### TRY IT:
Scan the material below for the word "InvalidFilter", then copy every line in which it appears.

[[ EXCERPTED DATA, beginning ]]

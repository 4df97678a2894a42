//! Logging initialization
//!
//! Installs a `tracing-subscriber` registry with an `EnvFilter` and a
//! console or JSON formatting layer. `RUST_LOG` takes precedence over the
//! configured filter.

use serde::{Deserialize, Serialize};
use tracing::info;
use tracing_subscriber::{EnvFilter, layer::SubscriberExt, util::SubscriberInitExt};

/// Output format for log lines
#[derive(Debug, Clone, Copy, PartialEq, Eq, Default, Serialize, Deserialize)]
#[serde(rename_all = "lowercase")]
pub enum LogFormat {
    /// Human-readable single-line output
    #[default]
    Text,
    /// Structured JSON, one object per line
    Json,
}

/// Logging configuration
#[derive(Debug, Clone, Serialize, Deserialize)]
pub struct LoggingConfig {
    /// Filter directives (e.g. "info", "integration_routing=debug")
    #[serde(default = "default_log_filter")]
    pub filter: String,

    /// Output format
    #[serde(default)]
    pub format: LogFormat,
}

fn default_log_filter() -> String {
    "info".to_string()
}

impl Default for LoggingConfig {
    fn default() -> Self {
        Self {
            filter: default_log_filter(),
            format: LogFormat::default(),
        }
    }
}

/// Error type for logging initialization
#[derive(Debug, thiserror::Error)]
pub enum TelemetryError {
    /// The filter directives could not be parsed
    #[error("Invalid log filter: {0}")]
    InvalidFilter(String),

    /// A global subscriber was already installed
    #[error("Tracing already initialized: {0}")]
    AlreadyInitialized(String),
}

/// Install the global tracing subscriber
///
/// # Errors
///
/// Returns `TelemetryError::InvalidFilter` if neither `RUST_LOG` nor the
/// configured filter parse, and `TelemetryError::AlreadyInitialized` if a
/// global subscriber is already set.
pub fn init_tracing(config: &LoggingConfig) -> Result<(), TelemetryError> {
    let env_filter = match EnvFilter::try_from_default_env() {
        Ok(filter) => filter,
        Err(_) => EnvFilter::try_new(&config.filter)
            .map_err(|e| TelemetryError::InvalidFilter(e.to_string()))?,
    };

    let registry = tracing_subscriber::registry().with(env_filter);

    let result = match config.format {
        LogFormat::Text => registry
            .with(tracing_subscriber::fmt::layer().with_target(true))
            .try_init(),
        LogFormat::Json => registry
            .with(tracing_subscriber::fmt::layer().json())
            .try_init(),
    };
    result.map_err(|e| TelemetryError::AlreadyInitialized(e.to_string()))?;

    info!(format = ?config.format, "Logging initialized");
    Ok(())
}

#[cfg(test)]
mod tests {
    use super::*;

    #[test]
    fn default_config() {
        let config = LoggingConfig::default();
        assert_eq!(config.filter, "info");
        assert_eq!(config.format, LogFormat::Text);
    }

    #[test]
    fn format_deserializes_lowercase() {
        let config: LoggingConfig = serde_json::from_str(r#"{"format":"json"}"#).unwrap();
        assert_eq!(config.format, LogFormat::Json);
        assert_eq!(config.filter, "info");
    }

    #[test]
    fn second_initialization_is_an_error() {
        let config = LoggingConfig {
            filter: "debug".to_string(),
            format: LogFormat::Json,
        };

        assert!(init_tracing(&config).is_ok());
        assert!(matches!(
            init_tracing(&config),
            Err(TelemetryError::AlreadyInitialized(_))
        ));
    }
}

[[ EXCERPTED DATA, end ]]

### SOLUTION FOR THIS EXERCISE:
    InvalidFilter(String),
/// Returns `TelemetryError::InvalidFilter` if neither `RUST_LOG` nor the
            .map_err(|e| TelemetryError::InvalidFilter(e.to_string()))?,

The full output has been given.